WORK INSTRUCTIONS.
Reproduce, exactly and in full, only the lines below from the one containing "if params.scid >" through the one containing "if let Some(len)".

Collected data.
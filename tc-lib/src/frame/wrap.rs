use tracing::{debug, trace};

use super::{FecfAlgorithm, Scid, TcFrameHeader, TcTransferFrame, Vcid};

/// Inputs to [wrap].
#[derive(Debug, Clone)]
pub struct WrapParams {
    pub version: u8,
    pub bypass: bool,
    pub control_command: bool,
    pub spare: u8,
    pub scid: Scid,
    pub vcid: Vcid,
    pub data: Vec<u8>,
    pub fecf: FecfAlgorithm,
    /// Explicit FECF length in bytes. Only 2 is supported when a FECF is in use.
    pub fecf_length: Option<usize>,
    /// Explicit FECF value used instead of the computed one.
    pub fecf_value: Option<u16>,
    /// Explicit total frame length written to the header instead of the actual length.
    pub frame_length: Option<u16>,
    /// Maximum total frame length; larger payloads are split over several frames.
    pub max_frame_length: usize,
}

impl Default for WrapParams {
    fn default() -> Self {
        WrapParams {
            version: 0,
            bypass: false,
            control_command: false,
            spare: 0,
            scid: 0,
            vcid: 0,
            data: Vec::new(),
            fecf: FecfAlgorithm::default(),
            fecf_length: None,
            fecf_value: None,
            frame_length: None,
            max_frame_length: TcFrameHeader::MAX_FRAME_LEN,
        }
    }
}

/// A frame produced by [wrap] along with any errors encountered producing it.
#[derive(Debug, Clone)]
pub struct WrappedFrame {
    pub frame: TcTransferFrame,
    pub error_count: usize,
    pub error_message: String,
}

impl WrappedFrame {
    #[must_use]
    pub fn bytes(&self) -> Vec<u8> {
        self.frame.to_bytes()
    }

    #[must_use]
    pub fn is_ok(&self) -> bool {
        self.error_count == 0
    }
}

pub(super) fn validate(params: &WrapParams) -> Vec<String> {
    let mut errors = Vec::new();
    if params.version > 0x3 {
        errors.push(format!("version {} exceeds 2 bits", params.version));
    }
    if params.spare > 0x3 {
        errors.push(format!("spare {} exceeds 2 bits", params.spare));
    }
    if params.scid > TcFrameHeader::SCID_MAX {
        errors.push(format!(
            "scid {} not in [0, {}]",
            params.scid,
            TcFrameHeader::SCID_MAX
        ));
    }
    if params.vcid > TcFrameHeader::VCID_MAX {
        errors.push(format!(
            "vcid {} not in [0, {}]",
            params.vcid,
            TcFrameHeader::VCID_MAX
        ));
    }
    if params.data.is_empty() {
        errors.push("frame data field is empty".to_string());
    }
    match params.fecf_length {
        Some(len) if params.fecf.is_none() && len != 0 => {
            errors.push(format!("fecf length {len} given without a FECF algorithm"));
        }
        Some(len) if !params.fecf.is_none() && len != params.fecf.len() => {
            errors.push(format!(
                "unsupported fecf length {len}; {:?} produces {} bytes",
                params.fecf,
                params.fecf.len()
            ));
        }
        _ => {}
    }
    if params.fecf_value.is_some() && params.fecf.is_none() {
        errors.push("fecf value given without a FECF algorithm".to_string());
    }
    if let Some(len) = params.frame_length {
        if len == 0 || len as usize > TcFrameHeader::MAX_FRAME_LEN {
            errors.push(format!(
                "frame length override {len} not in [1, {}]",
                TcFrameHeader::MAX_FRAME_LEN
            ));
        }
    }
    if params.max_frame_length <= TcFrameHeader::LEN + params.fecf.len()
        || params.max_frame_length > TcFrameHeader::MAX_FRAME_LEN
    {
        errors.push(format!(
            "max frame length {} cannot hold any data",
            params.max_frame_length
        ));
    }
    errors
}

/// Serialize `params` into one or more TC transfer frames.
///
/// Data that does not fit in a single frame of `max_frame_length` bytes is split
/// across consecutive frames, each drawing its sequence number from `next_sequence`.
/// Problems with the parameters do not stop frame production; instead every
/// frame reports them through its error count and message.
pub fn wrap<F>(params: &WrapParams, mut next_sequence: F) -> Vec<WrappedFrame>
where
    F: FnMut() -> u8,
{
    let errors = validate(params);
    let error_message = errors.join("; ");
    let fecf_len = params.fecf.len();
    let max_data = params
        .max_frame_length
        .saturating_sub(TcFrameHeader::LEN + fecf_len)
        .max(1);

    let chunks: Vec<&[u8]> = if params.data.is_empty() {
        vec![&params.data[..]]
    } else {
        params.data.chunks(max_data).collect()
    };
    if chunks.len() > 1 {
        debug!(
            scid = params.scid,
            vcid = params.vcid,
            data_len = params.data.len(),
            num_frames = chunks.len(),
            "splitting oversized frame data"
        );
    }

    chunks
        .into_iter()
        .map(|chunk| {
            let actual_len = TcFrameHeader::LEN + chunk.len() + fecf_len;
            let len = params.frame_length.map_or(actual_len, usize::from);
            let header = TcFrameHeader {
                version: params.version,
                bypass: params.bypass,
                control_command: params.control_command,
                spare: params.spare,
                scid: params.scid,
                vcid: params.vcid,
                len_minus1: len.saturating_sub(1) as u16,
                sequence: next_sequence(),
            };
            let mut frame = TcTransferFrame {
                header,
                data: chunk.to_vec(),
                fecf: None,
            };
            if !params.fecf.is_none() {
                frame.fecf = params
                    .fecf_value
                    .or_else(|| params.fecf.compute(&frame.to_bytes()));
            }
            trace!(header = %frame.header, fecf = ?frame.fecf, "wrapped frame");
            WrappedFrame {
                frame,
                error_count: errors.len(),
                error_message: error_message.clone(),
            }
        })
        .collect()
}

#[cfg(test)]
mod tests {
    use super::*;
    use crate::frame::crc16;

    fn counter() -> impl FnMut() -> u8 {
        let mut seq = 0u8;
        move || {
            let cur = seq;
            seq = seq.wrapping_add(1);
            cur
        }
    }

    #[test]
    fn wrap_single() {
        let params = WrapParams {
            scid: 0x1ab,
            vcid: 5,
            data: vec![1, 2, 3, 4],
            ..Default::default()
        };
        let frames = wrap(&params, counter());

        assert_eq!(frames.len(), 1);
        let wrapped = &frames[0];
        assert!(wrapped.is_ok(), "{}", wrapped.error_message);

        let bytes = wrapped.bytes();
        assert_eq!(bytes.len(), 5 + 4 + 2);
        assert_eq!(bytes[3], 10, "length field must be len-1");
        assert_eq!(crc16(&bytes), 0, "crc over frame and fecf must be zero residue");
    }

    #[test]
    fn wrap_splits_oversized_data() {
        let params = WrapParams {
            scid: 1,
            vcid: 1,
            data: vec![0xaa; 25],
            max_frame_length: 17,
            ..Default::default()
        };
        let frames = wrap(&params, counter());

        // 17 - 5 header - 2 fecf = 10 bytes of data per frame
        assert_eq!(frames.len(), 3);
        assert_eq!(frames[0].frame.data.len(), 10);
        assert_eq!(frames[2].frame.data.len(), 5);
        for (idx, wrapped) in frames.iter().enumerate() {
            assert!(wrapped.is_ok());
            assert_eq!(wrapped.frame.header.sequence as usize, idx);
            assert!(wrapped.frame.fecf_valid());
        }
    }

    #[test]
    fn wrap_reports_errors() {
        let params = WrapParams {
            scid: 2000,
            vcid: 64,
            data: vec![1],
            ..Default::default()
        };
        let frames = wrap(&params, counter());
        assert_eq!(frames.len(), 1);
        assert_eq!(frames[0].error_count, 2, "{}", frames[0].error_message);
        assert!(frames[0].error_message.contains("scid"));
        assert!(frames[0].error_message.contains("vcid"));
    }

    #[test]
    fn wrap_empty_data_is_error() {
        let frames = wrap(&WrapParams::default(), counter());
        assert_eq!(frames.len(), 1);
        assert_eq!(frames[0].error_count, 1);
    }

    #[test]
    fn wrap_overrides() {
        let params = WrapParams {
            data: vec![1, 2],
            fecf_value: Some(0xdead),
            frame_length: Some(100),
            ..Default::default()
        };
        let frames = wrap(&params, counter());
        let frame = &frames[0].frame;
        assert!(frames[0].is_ok(), "{}", frames[0].error_message);
        assert_eq!(frame.fecf, Some(0xdead));
        assert!(!frame.fecf_valid());
        assert_eq!(frame.header.frame_len(), 100);
    }

    #[test]
    fn wrap_fecf_length_mismatch() {
        let params = WrapParams {
            data: vec![1],
            fecf_length: Some(4),
            ..Default::default()
        };
        let frames = wrap(&params, counter());
        assert_eq!(frames[0].error_count, 1);
    }
}
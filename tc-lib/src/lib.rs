//! CCSDS Telecommand uplink encoding and CFDP PDU aggregation.
//!
//! References:
//! * CCSDS TC Synchronization and Channel Coding 231.0-B-4
//!     - https://public.ccsds.org/Pubs/231x0b4e1.pdf
//! * CCSDS TC Space Data Link Protocol 232.0-B-4
//!     - https://public.ccsds.org/Pubs/232x0b4e1.pdf
//! * CCSDS File Delivery Protocol 727.0-B-5
//!     - https://public.ccsds.org/Pubs/727x0b5.pdf
mod error;

pub mod aggregator;
pub mod bch;
pub mod cltu;
pub mod frame;
pub mod pdu;
pub mod reverse;

pub use error::{Error, Result};
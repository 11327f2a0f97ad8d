use std::collections::HashMap;
use std::fs::File;
use std::io::{BufReader, Read};
use std::path::Path;
use std::time::Duration;

use serde::{Deserialize, Serialize};
use typed_builder::TypedBuilder;

use super::{Apid, EntityId};
use crate::frame::{Scid, TcFrameHeader, Vcid};
use crate::{Error, Result};

/// Per-entity aggregation and downlink mapping.
#[derive(TypedBuilder, Serialize, Deserialize, Debug, Clone, Copy, PartialEq, Eq)]
pub struct EntityConfig {
    /// Largest aggregate payload in bytes.
    pub max_payload_size: usize,
    #[builder(default)]
    #[serde(default)]
    pub scid: Scid,
    #[builder(default)]
    #[serde(default)]
    pub apid: Apid,
    /// Virtual channel to send on. If unset, the channel the PDUs arrived on is used.
    #[builder(default, setter(strip_option))]
    #[serde(default)]
    pub vcid: Option<Vcid>,
}

/// Aggregator configuration.
///
/// Loads from JSON such as:
/// ```json
/// {
///   "flush_interval_secs": 5,
///   "default_max_payload": 1017,
///   "entities": {
///     "5": { "max_payload_size": 100, "scid": 42, "apid": 1, "vcid": 2 }
///   }
/// }
/// ```
#[derive(TypedBuilder, Serialize, Deserialize, Debug, Clone, PartialEq, Eq)]
#[serde(default)]
pub struct AggregatorConfig {
    /// Periodic flush interval.
    #[builder(default = AggregatorConfig::FLUSH_INTERVAL_SECS)]
    pub flush_interval_secs: u64,
    /// Maximum payload for entities without their own configuration.
    #[builder(default = AggregatorConfig::DEFAULT_MAX_PAYLOAD)]
    pub default_max_payload: usize,
    #[builder(default)]
    pub entities: HashMap<EntityId, EntityConfig>,
}

impl Default for AggregatorConfig {
    fn default() -> Self {
        Self::builder().build()
    }
}

impl AggregatorConfig {
    pub const FLUSH_INTERVAL_SECS: u64 = 5;
    /// Data field of a maximum length TC frame with a FECF.
    pub const DEFAULT_MAX_PAYLOAD: usize = TcFrameHeader::MAX_FRAME_LEN - TcFrameHeader::LEN - 2;

    /// Load from JSON.
    ///
    /// # Errors
    /// [Error::Json] if the JSON is invalid, [Error::Config] if it fails validation.
    pub fn from_reader<R: Read>(reader: R) -> Result<Self> {
        let config: AggregatorConfig = serde_json::from_reader(reader)?;
        config.validate()?;
        Ok(config)
    }

    /// Load from a JSON file.
    ///
    /// # Errors
    /// [Error::Io] if the file cannot be opened, otherwise see [Self::from_reader].
    pub fn from_path<P: AsRef<Path>>(path: P) -> Result<Self> {
        Self::from_reader(BufReader::new(File::open(path)?))
    }

    /// # Errors
    /// [Error::Config] describing every invalid value.
    pub fn validate(&self) -> Result<()> {
        let mut problems = Vec::new();
        if self.flush_interval_secs == 0 {
            problems.push("flush_interval_secs must be > 0".to_string());
        }
        if self.default_max_payload == 0 {
            problems.push("default_max_payload must be > 0".to_string());
        }
        let mut ids: Vec<&EntityId> = self.entities.keys().collect();
        ids.sort_unstable();
        for id in ids {
            let entity = &self.entities[id];
            if entity.max_payload_size == 0 {
                problems.push(format!("entity {id}: max_payload_size must be > 0"));
            }
            if entity.scid > TcFrameHeader::SCID_MAX {
                problems.push(format!("entity {id}: scid {} out of range", entity.scid));
            }
            if entity.vcid.is_some_and(|v| v > TcFrameHeader::VCID_MAX) {
                problems.push(format!("entity {id}: vcid out of range"));
            }
        }
        if problems.is_empty() {
            Ok(())
        } else {
            Err(Error::Config(problems.join("; ")))
        }
    }

    #[must_use]
    pub fn flush_interval(&self) -> Duration {
        Duration::from_secs(self.flush_interval_secs)
    }

    /// Configuration for `entity`, falling back to the default payload size with
    /// zero scid and apid for unknown entities.
    #[must_use]
    pub fn entity(&self, entity: EntityId) -> EntityConfig {
        self.entities
            .get(&entity)
            .copied()
            .unwrap_or_else(|| EntityConfig::builder().max_payload_size(self.default_max_payload).build())
    }

    #[must_use]
    pub fn max_payload_for(&self, entity: EntityId) -> usize {
        self.entity(entity).max_payload_size
    }
}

ANSWER BOX.
    if params.scid > TcFrameHeader::SCID_MAX {
        errors.push(format!(
            "scid {} not in [0, {}]",
            params.scid,
            TcFrameHeader::SCID_MAX
        ));
    }
    if params.vcid > TcFrameHeader::VCID_MAX {
        errors.push(format!(
            "vcid {} not in [0, {}]",
            params.vcid,
            TcFrameHeader::VCID_MAX
        ));
    }
    if params.data.is_empty() {
        errors.push("frame data field is empty".to_string());
    }
    match params.fecf_length {
        Some(len) if params.fecf.is_none() && len != 0 => {
            errors.push(format!("fecf length {len} given without a FECF algorithm"));
        }
        Some(len) if !params.fecf.is_none() && len != params.fecf.len() => {
            errors.push(format!(
                "unsupported fecf length {len}; {:?} produces {} bytes",
                params.fecf,
                params.fecf.len()
            ));
        }
        _ => {}
    }
    if params.fecf_value.is_some() && params.fecf.is_none() {
        errors.push("fecf value given without a FECF algorithm".to_string());
    }
    if let Some(len) = params.frame_length {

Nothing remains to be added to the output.